The task
Check every line in the listing below for "commands". Copy the ones where it occurs.

Dataset records

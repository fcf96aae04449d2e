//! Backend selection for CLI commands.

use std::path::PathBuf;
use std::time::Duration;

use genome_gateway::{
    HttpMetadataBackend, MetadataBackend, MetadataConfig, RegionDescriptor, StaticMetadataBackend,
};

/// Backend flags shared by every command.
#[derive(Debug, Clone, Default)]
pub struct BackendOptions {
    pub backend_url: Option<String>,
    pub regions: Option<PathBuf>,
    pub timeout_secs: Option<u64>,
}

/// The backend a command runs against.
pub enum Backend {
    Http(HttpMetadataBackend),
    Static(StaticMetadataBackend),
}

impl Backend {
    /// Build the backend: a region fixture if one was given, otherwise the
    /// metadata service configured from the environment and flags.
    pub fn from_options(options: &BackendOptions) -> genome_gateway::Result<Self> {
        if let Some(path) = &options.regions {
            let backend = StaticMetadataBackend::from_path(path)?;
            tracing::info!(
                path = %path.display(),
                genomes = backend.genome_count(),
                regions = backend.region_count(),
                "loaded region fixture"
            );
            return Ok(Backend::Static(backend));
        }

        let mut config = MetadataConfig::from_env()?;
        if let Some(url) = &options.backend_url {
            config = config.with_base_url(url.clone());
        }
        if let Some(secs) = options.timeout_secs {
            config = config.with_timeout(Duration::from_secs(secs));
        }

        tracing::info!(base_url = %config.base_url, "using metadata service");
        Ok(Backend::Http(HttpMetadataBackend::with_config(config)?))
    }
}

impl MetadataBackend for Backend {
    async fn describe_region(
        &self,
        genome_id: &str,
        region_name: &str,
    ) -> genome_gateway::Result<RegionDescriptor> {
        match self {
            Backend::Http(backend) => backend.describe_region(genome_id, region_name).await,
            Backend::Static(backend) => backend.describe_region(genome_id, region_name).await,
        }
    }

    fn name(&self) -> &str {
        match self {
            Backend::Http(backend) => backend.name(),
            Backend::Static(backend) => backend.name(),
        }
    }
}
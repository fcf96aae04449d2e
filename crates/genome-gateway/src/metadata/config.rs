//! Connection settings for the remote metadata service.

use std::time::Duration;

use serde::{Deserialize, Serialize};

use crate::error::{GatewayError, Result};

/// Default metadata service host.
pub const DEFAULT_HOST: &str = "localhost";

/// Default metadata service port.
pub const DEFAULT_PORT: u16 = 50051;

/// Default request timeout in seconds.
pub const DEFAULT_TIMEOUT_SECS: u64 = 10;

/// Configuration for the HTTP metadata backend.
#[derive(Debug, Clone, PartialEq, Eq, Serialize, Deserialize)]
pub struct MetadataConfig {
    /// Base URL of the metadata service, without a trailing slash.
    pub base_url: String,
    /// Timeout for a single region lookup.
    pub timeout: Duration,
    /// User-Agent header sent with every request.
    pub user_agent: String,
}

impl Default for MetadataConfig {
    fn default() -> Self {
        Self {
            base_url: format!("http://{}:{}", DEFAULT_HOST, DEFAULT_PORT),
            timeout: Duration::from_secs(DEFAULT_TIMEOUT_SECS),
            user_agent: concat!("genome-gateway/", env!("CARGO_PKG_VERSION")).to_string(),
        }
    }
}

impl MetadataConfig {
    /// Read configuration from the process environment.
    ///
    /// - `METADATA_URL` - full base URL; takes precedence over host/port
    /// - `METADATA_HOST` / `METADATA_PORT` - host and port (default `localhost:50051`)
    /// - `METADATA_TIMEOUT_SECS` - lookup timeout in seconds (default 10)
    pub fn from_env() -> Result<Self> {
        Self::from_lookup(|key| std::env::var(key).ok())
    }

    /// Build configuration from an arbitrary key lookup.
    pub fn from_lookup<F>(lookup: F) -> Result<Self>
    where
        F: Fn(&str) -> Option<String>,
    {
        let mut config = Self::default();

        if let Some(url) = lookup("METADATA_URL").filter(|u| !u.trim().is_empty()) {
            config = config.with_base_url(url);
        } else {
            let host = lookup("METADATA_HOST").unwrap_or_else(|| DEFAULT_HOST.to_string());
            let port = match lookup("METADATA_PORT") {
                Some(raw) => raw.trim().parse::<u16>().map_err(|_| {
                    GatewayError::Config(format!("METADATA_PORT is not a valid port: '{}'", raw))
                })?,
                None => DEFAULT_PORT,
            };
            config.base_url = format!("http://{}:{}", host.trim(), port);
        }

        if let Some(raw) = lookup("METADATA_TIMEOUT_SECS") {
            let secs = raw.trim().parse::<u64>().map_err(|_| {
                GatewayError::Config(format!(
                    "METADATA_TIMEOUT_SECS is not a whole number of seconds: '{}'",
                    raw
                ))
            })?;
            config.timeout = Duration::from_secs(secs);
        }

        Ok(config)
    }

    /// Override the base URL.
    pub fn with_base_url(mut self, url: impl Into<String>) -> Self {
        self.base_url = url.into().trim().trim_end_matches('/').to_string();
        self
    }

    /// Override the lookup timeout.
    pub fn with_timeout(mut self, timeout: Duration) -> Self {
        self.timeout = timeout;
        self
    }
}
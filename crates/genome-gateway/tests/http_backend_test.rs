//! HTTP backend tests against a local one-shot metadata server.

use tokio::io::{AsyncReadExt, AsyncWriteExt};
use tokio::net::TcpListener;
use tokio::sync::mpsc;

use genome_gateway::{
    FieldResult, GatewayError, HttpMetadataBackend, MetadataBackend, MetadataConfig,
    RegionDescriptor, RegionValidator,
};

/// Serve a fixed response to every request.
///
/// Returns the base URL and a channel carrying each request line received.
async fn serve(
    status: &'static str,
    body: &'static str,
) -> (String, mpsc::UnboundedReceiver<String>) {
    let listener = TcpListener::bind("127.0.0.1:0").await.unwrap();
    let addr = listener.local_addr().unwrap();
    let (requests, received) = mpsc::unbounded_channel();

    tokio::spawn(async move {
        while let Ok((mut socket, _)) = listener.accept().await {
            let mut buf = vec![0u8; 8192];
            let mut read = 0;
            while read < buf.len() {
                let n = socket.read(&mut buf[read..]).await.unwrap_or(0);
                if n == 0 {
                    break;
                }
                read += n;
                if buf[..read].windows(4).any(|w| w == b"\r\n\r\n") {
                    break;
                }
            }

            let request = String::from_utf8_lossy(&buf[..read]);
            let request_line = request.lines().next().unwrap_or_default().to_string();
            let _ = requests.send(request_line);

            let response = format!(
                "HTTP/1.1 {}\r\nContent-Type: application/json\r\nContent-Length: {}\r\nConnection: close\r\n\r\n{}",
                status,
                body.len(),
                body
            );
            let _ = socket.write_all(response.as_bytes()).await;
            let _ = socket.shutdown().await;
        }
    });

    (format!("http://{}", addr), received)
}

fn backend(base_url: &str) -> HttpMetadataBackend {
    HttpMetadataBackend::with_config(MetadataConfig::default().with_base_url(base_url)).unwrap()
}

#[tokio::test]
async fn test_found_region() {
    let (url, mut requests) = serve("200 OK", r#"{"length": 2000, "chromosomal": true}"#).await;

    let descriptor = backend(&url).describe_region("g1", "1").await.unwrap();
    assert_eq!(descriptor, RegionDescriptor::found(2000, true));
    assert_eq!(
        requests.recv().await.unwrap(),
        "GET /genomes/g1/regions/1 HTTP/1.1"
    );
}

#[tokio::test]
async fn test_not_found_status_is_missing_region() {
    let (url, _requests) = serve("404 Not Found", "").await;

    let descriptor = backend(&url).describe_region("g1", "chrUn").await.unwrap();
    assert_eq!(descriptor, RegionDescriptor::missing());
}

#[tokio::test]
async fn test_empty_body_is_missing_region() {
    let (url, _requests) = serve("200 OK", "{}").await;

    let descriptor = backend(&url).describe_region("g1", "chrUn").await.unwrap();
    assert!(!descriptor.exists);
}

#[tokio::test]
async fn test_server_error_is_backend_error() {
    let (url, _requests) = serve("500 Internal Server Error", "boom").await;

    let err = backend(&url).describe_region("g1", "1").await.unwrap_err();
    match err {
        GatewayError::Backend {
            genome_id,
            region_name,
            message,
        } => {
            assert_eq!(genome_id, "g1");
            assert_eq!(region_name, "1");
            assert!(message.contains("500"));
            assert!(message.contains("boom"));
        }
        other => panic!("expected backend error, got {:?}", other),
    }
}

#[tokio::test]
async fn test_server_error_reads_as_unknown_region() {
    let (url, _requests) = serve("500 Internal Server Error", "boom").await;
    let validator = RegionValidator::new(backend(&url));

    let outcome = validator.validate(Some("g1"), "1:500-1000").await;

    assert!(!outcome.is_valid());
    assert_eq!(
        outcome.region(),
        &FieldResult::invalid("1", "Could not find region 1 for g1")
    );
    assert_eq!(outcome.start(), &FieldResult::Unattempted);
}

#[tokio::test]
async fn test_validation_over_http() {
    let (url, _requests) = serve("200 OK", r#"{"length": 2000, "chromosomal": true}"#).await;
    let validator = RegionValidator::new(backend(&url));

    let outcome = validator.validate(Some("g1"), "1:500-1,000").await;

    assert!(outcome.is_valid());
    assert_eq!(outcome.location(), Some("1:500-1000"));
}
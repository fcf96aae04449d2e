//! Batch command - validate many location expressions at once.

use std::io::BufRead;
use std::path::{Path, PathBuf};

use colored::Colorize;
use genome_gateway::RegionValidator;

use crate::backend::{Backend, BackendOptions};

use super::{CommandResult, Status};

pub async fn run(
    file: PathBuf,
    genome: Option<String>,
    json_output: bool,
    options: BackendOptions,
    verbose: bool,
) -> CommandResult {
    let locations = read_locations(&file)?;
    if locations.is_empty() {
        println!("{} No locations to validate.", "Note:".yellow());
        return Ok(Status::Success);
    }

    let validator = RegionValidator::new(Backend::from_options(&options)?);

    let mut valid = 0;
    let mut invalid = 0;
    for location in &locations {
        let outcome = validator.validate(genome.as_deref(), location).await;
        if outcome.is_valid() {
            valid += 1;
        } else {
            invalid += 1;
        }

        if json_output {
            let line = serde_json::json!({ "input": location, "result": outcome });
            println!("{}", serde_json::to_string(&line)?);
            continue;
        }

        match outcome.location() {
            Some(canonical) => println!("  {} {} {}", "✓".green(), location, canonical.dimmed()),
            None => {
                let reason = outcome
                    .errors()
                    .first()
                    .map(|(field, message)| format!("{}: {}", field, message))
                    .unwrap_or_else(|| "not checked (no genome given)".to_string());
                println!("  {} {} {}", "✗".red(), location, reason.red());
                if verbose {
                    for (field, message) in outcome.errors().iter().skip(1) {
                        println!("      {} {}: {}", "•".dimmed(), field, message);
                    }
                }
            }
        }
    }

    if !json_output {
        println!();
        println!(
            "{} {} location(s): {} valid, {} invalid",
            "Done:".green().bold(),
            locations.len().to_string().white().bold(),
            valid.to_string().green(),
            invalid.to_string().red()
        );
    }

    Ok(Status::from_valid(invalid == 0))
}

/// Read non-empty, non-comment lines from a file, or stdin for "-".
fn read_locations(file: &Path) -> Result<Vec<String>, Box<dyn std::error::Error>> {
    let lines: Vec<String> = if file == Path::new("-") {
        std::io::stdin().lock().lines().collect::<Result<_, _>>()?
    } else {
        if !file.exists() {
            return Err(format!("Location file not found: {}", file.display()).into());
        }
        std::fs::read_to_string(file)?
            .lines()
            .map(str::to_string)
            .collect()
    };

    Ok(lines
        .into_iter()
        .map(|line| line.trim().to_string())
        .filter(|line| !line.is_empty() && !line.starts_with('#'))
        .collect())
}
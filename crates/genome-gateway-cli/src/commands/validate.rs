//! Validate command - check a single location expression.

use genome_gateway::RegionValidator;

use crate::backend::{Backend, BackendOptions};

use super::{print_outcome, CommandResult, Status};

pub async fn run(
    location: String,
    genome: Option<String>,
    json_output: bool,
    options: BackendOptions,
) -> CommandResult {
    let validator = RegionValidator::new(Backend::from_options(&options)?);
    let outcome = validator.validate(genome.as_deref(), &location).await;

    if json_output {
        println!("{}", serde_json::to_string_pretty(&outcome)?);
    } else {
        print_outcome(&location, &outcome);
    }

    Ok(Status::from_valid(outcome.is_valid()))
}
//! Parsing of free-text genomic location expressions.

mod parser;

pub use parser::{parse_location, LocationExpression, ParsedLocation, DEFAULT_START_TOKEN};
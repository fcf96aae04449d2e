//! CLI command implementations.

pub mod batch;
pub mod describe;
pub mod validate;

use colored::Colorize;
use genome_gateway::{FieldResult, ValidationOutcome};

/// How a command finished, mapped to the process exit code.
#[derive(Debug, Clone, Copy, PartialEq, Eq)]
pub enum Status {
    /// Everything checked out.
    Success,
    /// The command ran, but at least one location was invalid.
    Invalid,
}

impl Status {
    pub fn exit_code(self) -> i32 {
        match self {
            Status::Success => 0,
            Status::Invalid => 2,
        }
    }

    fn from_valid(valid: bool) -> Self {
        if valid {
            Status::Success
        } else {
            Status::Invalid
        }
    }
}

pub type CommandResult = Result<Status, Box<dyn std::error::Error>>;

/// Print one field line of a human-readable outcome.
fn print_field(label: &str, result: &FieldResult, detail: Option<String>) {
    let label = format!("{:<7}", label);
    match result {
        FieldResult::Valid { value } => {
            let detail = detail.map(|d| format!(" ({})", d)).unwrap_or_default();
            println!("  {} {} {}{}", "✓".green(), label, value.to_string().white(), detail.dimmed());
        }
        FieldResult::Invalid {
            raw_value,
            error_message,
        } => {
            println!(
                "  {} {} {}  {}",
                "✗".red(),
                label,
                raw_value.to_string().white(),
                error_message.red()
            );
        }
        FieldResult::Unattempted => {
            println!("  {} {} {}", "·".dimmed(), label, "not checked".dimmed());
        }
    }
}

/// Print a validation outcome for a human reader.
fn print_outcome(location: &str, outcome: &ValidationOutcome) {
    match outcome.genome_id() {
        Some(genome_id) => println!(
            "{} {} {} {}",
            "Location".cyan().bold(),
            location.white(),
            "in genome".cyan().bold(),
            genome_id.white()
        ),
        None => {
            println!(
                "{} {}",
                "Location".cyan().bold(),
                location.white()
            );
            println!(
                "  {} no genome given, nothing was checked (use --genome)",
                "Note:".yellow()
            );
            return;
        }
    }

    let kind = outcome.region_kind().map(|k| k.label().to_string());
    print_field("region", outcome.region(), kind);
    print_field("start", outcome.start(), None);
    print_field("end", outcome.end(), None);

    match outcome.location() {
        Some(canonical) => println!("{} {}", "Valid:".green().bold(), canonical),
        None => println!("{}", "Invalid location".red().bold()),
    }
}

Task response
//! Backend selection for CLI commands.
filename crates/genome-gateway-cli/src/commands/validate.rs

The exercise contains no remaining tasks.